Soak-off gel polishes like Gelish and CND Shellac are removed with acetone, which can be extremely drying and can cause nails to become brittle or to crack. To remove Gelish, a file is first used to break the topcoat's seal. With all soak-off gels, overzealous aestheticians - or consumers trying to get off stubborn colour at home - often end up removing layers of nail, too.

Earlier this year, CND began certifying nail salons that perform its Shellac procedures correctly; in New York City, that is just over half of the 95 facilities that offer the service.

Most gel manicures also use ultraviolet (UV) lamps to affix each layer of the product. Even though hands are not under the lamp for that long (six minutes in total with Shellac), there is a link between UV exposure and the development of skin cancer, which is why some people also avoid the UV drying lamps used after regular manicures.

Avoiding UV exposure is a key reason that spray tans have become so popular, but those are not necessarily safe either. The active colourant in self-tanners, DHA, was approved by the Food and Drug Administration for external use, meaning that it is potentially harmful if it gets in your eyes, is ingested, or is inhaled through your mouth and nose, something that is nearly impossible to avoid during spray tanning.

Some dermatologists, like Dr Zeichner, tell patients to wear masks during the treatment.

Waxing, another bikini season staple, also presents potential health hazards. So-called double dipping - re-dunking a wax applicator into hot wax after it has been used on a client's skin - can spread bacteria into the pot. If you have a cut in the area that needs waxing, it might be worth rescheduling an appointment.

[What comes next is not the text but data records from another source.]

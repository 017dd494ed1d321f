//! Within-batch near-duplicate filtering.
//!
//! Articles are visited in input order. Each one is either accepted as the
//! first member of its similarity class or rejected with a reason:
//!
//! | Reason | When |
//! |--------|------|
//! | `empty-content` | `content` is empty |
//! | `fingerprint-error` | the fingerprint engine refused the content |
//! | `near-duplicate` | Hamming distance to an accepted article is within the threshold |
//!
//! The comparison set is a plain list scanned front to back, and the first
//! match wins, so the earliest article of a cluster is always the canonical
//! one. Nothing is remembered between runs; cross-run identity belongs to
//! the reconciliation layer.

use tracing::{debug, warn};

use crate::fingerprint::{Fingerprint, Fingerprinter};
use crate::key::ArticleKey;
use crate::models::{Article, CanonicalRef, DuplicateReason, FilteredArticle};

/// What the filter decided for one article.
#[derive(Debug, Clone, PartialEq)]
pub enum DuplicateDecision {
    Unique(Fingerprint),
    Duplicate {
        reason: DuplicateReason,
        canonical: Option<CanonicalRef>,
        detail: Option<String>,
    },
}

/// An accepted article's place in the comparison set.
struct Accepted {
    fingerprint: Fingerprint,
    key: ArticleKey,
    title: String,
    source: String,
}

/// Stateful filter for one batch.
pub struct Deduplicator<'a> {
    fingerprinter: &'a Fingerprinter,
    threshold: u32,
    accepted: Vec<Accepted>,
}

impl<'a> Deduplicator<'a> {
    pub fn new(fingerprinter: &'a Fingerprinter, threshold: u32) -> Self {
        Self {
            fingerprinter,
            threshold,
            accepted: Vec::new(),
        }
    }

    /// Classify the next article. Accepted articles join the comparison set.
    pub fn check(&mut self, article: &Article) -> DuplicateDecision {
        if article.content.is_empty() {
            return DuplicateDecision::Duplicate {
                reason: DuplicateReason::EmptyContent,
                canonical: None,
                detail: None,
            };
        }

        let fingerprint = match self.fingerprinter.fingerprint(&article.content) {
            Ok(fp) => fp,
            Err(e) => {
                warn!(title = %article.title, source = %article.source, error = %e, "fingerprint failed");
                return DuplicateDecision::Duplicate {
                    reason: DuplicateReason::FingerprintError,
                    canonical: None,
                    detail: Some(e.to_string()),
                };
            }
        };

        for prior in &self.accepted {
            let distance = fingerprint.distance(&prior.fingerprint);
            if distance <= self.threshold {
                debug!(
                    title = %article.title,
                    canonical = %prior.title,
                    distance,
                    "near-duplicate"
                );
                return DuplicateDecision::Duplicate {
                    reason: DuplicateReason::NearDuplicate,
                    canonical: Some(CanonicalRef {
                        key: prior.key.to_string(),
                        title: prior.title.clone(),
                        source: prior.source.clone(),
                        distance,
                    }),
                    detail: None,
                };
            }
        }

        self.accepted.push(Accepted {
            fingerprint,
            key: article.key(),
            title: article.title.clone(),
            source: article.source.clone(),
        });
        DuplicateDecision::Unique(fingerprint)
    }
}

/// Result of filtering one batch.
#[derive(Debug, Default)]
pub struct DedupOutcome {
    pub unique: Vec<Article>,
    pub filtered: Vec<FilteredArticle>,
}

impl DedupOutcome {
    pub fn count(&self, reason: DuplicateReason) -> usize {
        self.filtered
            .iter()
            .filter(|f| f.filter_reason == reason)
            .count()
    }
}

/// Partition a batch into unique articles and audited rejects.
pub fn filter_duplicates(
    articles: Vec<Article>,
    threshold: u32,
    fingerprinter: &Fingerprinter,
) -> DedupOutcome {
    let mut dedup = Deduplicator::new(fingerprinter, threshold);
    let mut outcome = DedupOutcome::default();

    for article in articles {
        match dedup.check(&article) {
            DuplicateDecision::Unique(_) => outcome.unique.push(article),
            DuplicateDecision::Duplicate {
                reason,
                canonical,
                detail,
            } => outcome.filtered.push(FilteredArticle {
                article,
                filter_reason: reason,
                duplicate_of: canonical,
                filter_detail: detail,
            }),
        }
    }

    outcome
}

"Once your skin is not intact, it is more susceptible to infection," said DrDoris Day, a clinical assistant professor of dermatology at NYU Langone Medical Center.

That is not all.

"You can get a thermal burn if the wax is too hot," Dr Zeichner said. "You can traumatise the skin if the wax exfoliates too much. You could be taking off more than just hair. You could be taking off the top layer of skin, which can leave you raw and irritated."

Salon eyelash extensions, which last up to six weeks, are especially popular now, this being the season for weddings and vacations. JJ Eyelashes is seeing 80 clients on an average day at its two Manhattan locations. But many clients find it hard not to rub or tug at the extensions.

"If you damage the follicle, you can lose your lashes permanently," said Dr Day.

And the glue used can irritate the eyes. For patients who want thicker eyelashes, she and Dr Zeichner recommend Latisse, a prescription product to stimulate eyelash growth, although it can sometimes darken the colour of the eye or eyelid.

And what of your Kim Kardashian lookalike locks?

"Hair extensions can apply pressure, so in addition to permanent alopecia, or hair loss, you can certainly have hair breakage," said Dr Zeichner.

At the Oscar Blandi Salon on Madison Avenue, where extensions can run up to US$5,000 (S$6,200) for the most dramatic treatment, clients are often advised to take time off between adding and removing extensions or to opt for clip-on versions, which are less taxing on the scalp. They are also less taxing on the wallet.